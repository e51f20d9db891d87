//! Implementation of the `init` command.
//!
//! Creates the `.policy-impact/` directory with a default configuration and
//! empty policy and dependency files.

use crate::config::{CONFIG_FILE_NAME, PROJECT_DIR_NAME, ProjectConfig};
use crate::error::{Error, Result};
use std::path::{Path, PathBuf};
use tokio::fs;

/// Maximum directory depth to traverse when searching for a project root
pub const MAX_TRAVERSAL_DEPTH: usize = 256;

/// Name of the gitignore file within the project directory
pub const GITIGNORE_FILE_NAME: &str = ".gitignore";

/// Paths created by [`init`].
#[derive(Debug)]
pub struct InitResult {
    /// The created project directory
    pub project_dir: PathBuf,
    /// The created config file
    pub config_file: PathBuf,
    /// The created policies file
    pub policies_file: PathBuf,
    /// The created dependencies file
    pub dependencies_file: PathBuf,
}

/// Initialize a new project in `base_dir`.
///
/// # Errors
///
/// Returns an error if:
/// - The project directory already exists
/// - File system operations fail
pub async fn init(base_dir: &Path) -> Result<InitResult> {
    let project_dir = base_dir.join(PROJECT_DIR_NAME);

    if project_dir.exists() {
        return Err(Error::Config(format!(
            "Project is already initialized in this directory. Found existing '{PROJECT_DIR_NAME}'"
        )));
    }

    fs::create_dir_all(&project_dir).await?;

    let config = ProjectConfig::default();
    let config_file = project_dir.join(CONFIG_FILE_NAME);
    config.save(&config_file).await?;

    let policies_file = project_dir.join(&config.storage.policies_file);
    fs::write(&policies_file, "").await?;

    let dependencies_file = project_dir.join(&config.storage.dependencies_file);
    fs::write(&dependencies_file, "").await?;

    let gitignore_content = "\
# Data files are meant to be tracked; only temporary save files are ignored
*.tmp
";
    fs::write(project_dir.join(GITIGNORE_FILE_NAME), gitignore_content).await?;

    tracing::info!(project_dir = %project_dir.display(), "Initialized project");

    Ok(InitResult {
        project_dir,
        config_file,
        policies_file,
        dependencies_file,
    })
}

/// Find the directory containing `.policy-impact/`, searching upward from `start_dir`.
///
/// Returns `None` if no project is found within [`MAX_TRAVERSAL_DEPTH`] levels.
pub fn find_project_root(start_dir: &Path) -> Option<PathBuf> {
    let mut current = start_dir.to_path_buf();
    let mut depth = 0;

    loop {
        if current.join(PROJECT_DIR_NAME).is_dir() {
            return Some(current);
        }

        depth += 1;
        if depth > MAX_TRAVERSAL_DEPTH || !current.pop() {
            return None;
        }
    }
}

...

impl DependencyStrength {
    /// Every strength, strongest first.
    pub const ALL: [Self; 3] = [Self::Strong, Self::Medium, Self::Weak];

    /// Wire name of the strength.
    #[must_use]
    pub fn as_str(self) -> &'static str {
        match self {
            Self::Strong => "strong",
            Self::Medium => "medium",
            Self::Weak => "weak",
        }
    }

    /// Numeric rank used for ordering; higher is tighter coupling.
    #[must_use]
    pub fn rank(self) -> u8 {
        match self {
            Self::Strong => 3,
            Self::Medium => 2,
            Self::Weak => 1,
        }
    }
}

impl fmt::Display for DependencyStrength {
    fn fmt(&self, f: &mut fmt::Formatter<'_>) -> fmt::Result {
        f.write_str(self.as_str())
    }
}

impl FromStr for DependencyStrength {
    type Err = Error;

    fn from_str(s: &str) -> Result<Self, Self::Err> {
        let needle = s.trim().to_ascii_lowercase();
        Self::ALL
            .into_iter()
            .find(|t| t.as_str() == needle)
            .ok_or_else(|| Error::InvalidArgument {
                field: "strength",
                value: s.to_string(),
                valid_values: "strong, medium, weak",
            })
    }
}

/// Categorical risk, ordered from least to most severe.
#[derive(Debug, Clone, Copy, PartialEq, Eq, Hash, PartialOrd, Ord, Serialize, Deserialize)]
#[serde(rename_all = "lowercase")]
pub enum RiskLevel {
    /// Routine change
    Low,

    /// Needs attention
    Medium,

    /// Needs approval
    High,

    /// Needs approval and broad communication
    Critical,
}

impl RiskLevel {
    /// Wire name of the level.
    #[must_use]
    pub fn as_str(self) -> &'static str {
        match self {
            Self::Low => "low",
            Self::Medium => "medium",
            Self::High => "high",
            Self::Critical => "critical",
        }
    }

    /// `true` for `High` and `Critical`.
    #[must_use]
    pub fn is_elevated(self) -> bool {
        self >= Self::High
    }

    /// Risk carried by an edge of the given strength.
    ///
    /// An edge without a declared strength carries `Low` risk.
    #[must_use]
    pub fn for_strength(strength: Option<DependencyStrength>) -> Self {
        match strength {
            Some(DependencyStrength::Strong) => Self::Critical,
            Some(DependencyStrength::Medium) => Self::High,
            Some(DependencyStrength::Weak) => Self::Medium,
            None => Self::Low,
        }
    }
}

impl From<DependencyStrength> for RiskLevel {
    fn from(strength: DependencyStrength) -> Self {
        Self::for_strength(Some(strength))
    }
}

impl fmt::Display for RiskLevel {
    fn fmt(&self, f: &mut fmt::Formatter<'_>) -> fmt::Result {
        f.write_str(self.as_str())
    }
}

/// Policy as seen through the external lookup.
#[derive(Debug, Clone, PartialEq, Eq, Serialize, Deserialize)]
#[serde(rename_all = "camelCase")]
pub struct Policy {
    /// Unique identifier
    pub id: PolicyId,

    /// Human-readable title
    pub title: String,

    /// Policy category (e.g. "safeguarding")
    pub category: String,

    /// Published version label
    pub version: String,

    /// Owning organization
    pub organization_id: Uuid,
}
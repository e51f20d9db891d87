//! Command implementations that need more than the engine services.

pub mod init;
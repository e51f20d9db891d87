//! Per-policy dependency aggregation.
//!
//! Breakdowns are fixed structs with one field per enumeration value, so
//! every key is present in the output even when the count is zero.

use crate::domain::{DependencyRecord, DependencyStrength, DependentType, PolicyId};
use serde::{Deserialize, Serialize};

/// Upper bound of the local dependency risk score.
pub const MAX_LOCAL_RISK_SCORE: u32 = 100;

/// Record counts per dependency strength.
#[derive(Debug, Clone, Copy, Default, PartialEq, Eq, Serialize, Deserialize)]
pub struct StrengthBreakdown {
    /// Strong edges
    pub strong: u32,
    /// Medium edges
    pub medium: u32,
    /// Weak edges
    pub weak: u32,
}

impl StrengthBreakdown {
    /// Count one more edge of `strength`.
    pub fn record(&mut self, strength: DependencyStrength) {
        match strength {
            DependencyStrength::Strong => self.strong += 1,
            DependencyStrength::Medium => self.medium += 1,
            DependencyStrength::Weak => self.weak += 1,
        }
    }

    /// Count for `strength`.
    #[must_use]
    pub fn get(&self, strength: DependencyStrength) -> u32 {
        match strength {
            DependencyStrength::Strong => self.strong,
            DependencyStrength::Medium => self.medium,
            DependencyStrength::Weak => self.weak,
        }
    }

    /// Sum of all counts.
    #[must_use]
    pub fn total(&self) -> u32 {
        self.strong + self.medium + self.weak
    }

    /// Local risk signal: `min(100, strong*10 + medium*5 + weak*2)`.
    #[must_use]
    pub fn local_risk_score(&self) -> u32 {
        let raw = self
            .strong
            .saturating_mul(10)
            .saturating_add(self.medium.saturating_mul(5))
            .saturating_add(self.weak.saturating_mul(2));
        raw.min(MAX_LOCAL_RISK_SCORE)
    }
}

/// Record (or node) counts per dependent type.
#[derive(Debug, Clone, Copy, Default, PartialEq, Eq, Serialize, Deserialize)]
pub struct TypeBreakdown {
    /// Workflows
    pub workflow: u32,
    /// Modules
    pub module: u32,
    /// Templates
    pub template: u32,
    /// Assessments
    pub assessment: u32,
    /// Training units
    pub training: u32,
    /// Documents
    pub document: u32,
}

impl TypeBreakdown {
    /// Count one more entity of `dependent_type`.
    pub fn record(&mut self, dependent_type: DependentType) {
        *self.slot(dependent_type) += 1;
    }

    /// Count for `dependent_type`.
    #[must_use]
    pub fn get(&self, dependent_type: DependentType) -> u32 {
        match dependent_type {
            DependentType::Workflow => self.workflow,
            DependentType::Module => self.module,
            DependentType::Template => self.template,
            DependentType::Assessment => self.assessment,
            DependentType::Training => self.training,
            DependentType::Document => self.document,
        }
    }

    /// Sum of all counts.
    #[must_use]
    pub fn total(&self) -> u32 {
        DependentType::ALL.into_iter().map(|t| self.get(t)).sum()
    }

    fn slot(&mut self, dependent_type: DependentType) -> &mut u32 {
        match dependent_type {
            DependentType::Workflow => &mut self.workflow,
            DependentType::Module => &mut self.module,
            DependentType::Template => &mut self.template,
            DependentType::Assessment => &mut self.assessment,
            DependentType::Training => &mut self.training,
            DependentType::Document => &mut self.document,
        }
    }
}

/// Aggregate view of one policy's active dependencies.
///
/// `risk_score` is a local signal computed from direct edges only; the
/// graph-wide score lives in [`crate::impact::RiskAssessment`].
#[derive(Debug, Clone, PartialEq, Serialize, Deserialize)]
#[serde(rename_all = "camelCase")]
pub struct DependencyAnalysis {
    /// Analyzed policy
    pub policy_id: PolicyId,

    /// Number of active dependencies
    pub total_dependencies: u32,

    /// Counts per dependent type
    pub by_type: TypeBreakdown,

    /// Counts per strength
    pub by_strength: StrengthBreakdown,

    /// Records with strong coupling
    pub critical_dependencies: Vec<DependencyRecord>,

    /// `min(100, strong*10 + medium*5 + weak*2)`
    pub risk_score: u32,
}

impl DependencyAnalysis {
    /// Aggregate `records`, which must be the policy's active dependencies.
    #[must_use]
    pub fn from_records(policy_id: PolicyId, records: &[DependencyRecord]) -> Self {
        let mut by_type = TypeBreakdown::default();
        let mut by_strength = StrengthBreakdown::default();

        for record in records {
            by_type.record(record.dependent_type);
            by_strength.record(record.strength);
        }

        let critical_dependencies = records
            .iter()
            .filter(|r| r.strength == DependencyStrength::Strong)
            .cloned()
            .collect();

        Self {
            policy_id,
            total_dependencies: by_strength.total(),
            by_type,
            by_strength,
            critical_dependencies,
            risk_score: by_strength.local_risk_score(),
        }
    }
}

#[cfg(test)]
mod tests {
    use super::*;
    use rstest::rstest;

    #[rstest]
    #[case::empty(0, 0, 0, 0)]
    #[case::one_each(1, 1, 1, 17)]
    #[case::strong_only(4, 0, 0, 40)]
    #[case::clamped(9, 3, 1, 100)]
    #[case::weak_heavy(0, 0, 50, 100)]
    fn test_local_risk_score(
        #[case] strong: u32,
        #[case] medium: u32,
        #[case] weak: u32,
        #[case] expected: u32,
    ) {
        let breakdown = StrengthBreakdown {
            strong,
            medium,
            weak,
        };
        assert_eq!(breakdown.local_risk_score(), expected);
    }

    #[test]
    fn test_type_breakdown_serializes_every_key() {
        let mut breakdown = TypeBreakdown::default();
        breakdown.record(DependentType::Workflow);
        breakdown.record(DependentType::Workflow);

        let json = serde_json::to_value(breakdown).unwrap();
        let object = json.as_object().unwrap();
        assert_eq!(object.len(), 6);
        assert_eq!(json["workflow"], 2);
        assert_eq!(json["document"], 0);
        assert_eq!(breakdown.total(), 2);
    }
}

---

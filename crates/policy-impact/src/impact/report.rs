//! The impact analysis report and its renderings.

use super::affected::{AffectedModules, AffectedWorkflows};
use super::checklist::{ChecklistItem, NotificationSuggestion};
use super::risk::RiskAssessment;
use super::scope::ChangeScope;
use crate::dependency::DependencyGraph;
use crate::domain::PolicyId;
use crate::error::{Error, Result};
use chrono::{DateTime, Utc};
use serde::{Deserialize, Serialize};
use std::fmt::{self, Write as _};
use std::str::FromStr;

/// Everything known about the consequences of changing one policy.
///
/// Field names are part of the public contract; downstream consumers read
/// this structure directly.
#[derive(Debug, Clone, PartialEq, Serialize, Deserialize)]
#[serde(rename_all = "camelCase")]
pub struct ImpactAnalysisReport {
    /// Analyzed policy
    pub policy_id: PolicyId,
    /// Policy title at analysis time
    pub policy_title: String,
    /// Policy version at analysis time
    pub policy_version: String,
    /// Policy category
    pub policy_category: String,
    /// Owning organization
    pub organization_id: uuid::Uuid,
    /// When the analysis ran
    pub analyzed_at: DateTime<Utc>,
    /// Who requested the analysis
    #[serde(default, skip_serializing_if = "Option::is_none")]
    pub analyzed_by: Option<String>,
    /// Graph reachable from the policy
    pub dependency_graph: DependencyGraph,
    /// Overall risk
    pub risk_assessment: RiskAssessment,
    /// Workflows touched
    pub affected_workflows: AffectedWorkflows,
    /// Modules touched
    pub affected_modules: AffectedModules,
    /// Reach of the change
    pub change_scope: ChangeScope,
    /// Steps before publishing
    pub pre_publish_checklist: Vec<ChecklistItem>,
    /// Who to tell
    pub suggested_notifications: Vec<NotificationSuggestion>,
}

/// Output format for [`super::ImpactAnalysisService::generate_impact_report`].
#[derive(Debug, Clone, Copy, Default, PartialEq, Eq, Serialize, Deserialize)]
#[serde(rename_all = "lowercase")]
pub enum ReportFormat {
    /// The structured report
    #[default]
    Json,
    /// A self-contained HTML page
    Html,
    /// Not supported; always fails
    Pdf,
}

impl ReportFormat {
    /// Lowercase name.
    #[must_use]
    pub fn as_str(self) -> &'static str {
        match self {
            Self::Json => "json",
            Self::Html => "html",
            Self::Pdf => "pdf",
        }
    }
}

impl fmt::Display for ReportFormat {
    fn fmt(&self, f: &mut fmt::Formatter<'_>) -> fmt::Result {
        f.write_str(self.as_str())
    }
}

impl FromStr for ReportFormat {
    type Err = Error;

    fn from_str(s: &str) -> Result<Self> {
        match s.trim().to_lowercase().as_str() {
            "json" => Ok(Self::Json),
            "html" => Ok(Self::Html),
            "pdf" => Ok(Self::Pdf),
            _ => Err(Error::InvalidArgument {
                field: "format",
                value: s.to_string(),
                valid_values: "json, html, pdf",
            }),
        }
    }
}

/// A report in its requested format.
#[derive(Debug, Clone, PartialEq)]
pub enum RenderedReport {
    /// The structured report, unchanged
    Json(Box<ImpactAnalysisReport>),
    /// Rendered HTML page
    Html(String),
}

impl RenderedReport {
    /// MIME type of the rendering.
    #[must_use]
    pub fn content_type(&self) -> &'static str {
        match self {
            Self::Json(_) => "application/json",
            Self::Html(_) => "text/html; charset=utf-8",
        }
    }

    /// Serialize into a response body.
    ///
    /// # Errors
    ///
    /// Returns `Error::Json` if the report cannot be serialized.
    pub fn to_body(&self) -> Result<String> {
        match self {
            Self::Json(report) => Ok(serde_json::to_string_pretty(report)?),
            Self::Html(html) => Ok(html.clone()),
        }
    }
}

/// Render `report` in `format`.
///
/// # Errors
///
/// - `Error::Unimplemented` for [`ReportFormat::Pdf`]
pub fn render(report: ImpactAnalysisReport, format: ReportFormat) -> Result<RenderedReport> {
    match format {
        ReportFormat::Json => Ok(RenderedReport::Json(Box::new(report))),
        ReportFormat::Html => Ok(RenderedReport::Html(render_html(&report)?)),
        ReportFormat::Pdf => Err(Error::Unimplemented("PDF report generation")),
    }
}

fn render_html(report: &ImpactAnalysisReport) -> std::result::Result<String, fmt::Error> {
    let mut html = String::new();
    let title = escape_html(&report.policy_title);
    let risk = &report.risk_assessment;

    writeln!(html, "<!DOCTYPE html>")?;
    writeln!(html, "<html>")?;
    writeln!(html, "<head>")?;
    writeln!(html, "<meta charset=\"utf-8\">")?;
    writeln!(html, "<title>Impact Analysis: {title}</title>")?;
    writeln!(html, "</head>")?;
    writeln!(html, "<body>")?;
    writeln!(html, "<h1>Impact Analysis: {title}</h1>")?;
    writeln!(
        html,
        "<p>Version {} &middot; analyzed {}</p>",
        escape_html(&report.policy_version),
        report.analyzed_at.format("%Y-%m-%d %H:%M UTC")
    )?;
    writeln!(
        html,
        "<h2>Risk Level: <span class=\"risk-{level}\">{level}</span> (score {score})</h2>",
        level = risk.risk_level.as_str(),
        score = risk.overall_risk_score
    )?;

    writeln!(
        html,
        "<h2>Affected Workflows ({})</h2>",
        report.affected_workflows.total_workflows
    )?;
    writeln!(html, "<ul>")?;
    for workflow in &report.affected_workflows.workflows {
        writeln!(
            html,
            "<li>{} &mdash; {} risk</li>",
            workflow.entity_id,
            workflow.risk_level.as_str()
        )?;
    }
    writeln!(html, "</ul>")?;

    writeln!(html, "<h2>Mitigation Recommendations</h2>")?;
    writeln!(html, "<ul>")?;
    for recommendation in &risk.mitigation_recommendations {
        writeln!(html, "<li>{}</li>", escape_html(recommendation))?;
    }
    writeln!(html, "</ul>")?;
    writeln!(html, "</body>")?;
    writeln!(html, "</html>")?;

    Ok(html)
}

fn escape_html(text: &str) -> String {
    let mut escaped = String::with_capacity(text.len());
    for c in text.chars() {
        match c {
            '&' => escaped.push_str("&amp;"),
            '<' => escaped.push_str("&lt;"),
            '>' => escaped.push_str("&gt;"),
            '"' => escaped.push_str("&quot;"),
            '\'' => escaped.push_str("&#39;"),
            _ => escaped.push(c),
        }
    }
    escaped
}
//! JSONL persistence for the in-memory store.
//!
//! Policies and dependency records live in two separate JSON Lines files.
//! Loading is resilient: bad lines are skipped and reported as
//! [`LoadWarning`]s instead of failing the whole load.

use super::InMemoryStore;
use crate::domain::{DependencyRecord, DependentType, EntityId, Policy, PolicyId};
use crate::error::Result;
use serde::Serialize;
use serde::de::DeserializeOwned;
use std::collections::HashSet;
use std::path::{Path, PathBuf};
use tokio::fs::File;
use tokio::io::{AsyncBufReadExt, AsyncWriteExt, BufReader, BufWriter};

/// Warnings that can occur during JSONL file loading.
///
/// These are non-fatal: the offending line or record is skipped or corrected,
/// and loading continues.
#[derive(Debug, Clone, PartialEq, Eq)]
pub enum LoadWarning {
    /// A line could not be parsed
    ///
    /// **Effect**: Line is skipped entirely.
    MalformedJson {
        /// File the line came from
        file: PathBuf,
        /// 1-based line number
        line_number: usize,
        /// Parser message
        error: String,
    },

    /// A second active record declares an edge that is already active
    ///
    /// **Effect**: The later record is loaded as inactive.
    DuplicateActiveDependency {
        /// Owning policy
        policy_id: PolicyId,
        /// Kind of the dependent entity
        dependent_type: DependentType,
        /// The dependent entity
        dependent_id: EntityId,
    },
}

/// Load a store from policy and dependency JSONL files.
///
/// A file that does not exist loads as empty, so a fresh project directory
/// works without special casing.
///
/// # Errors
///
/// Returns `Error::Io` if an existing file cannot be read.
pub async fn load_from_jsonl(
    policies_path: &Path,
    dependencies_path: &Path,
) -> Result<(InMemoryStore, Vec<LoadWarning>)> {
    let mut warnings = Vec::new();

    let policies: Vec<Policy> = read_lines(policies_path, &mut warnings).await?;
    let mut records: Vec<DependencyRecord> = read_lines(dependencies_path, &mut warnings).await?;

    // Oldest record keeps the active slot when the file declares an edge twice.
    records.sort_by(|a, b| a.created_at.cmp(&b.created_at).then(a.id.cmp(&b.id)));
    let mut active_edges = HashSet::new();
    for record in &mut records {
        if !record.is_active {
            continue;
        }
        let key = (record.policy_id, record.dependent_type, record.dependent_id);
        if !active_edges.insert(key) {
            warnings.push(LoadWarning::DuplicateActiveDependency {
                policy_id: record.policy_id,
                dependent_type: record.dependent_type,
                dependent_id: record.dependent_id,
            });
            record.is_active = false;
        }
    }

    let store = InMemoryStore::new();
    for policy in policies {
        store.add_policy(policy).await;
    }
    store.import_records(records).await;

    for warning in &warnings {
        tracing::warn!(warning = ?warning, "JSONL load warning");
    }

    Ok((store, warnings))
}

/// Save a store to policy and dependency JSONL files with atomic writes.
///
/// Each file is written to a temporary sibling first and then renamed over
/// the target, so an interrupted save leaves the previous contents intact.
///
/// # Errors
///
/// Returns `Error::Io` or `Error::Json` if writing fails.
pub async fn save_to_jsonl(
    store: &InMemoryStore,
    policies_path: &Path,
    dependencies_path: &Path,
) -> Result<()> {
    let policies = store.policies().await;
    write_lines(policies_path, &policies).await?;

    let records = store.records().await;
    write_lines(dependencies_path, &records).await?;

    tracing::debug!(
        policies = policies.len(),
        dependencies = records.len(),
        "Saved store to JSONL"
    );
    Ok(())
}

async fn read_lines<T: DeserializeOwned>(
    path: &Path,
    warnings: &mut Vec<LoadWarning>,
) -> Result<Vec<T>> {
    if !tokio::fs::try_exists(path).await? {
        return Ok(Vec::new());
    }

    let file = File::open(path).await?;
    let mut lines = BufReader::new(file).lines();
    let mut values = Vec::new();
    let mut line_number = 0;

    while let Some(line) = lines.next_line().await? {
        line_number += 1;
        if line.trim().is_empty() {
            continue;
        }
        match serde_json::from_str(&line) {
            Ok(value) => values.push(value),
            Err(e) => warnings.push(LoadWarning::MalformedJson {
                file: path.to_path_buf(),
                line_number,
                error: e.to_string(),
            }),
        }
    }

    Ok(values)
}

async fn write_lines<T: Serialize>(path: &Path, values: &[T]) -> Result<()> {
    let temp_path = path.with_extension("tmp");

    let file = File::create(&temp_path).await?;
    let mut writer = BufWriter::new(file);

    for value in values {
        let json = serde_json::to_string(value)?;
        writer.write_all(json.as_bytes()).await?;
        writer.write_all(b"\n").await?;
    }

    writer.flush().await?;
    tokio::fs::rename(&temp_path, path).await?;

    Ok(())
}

▸ What is being asked
Only the number should be given: how many lines in the entries above contain the string "NotificationSuggestion"?

▸ Task solution
2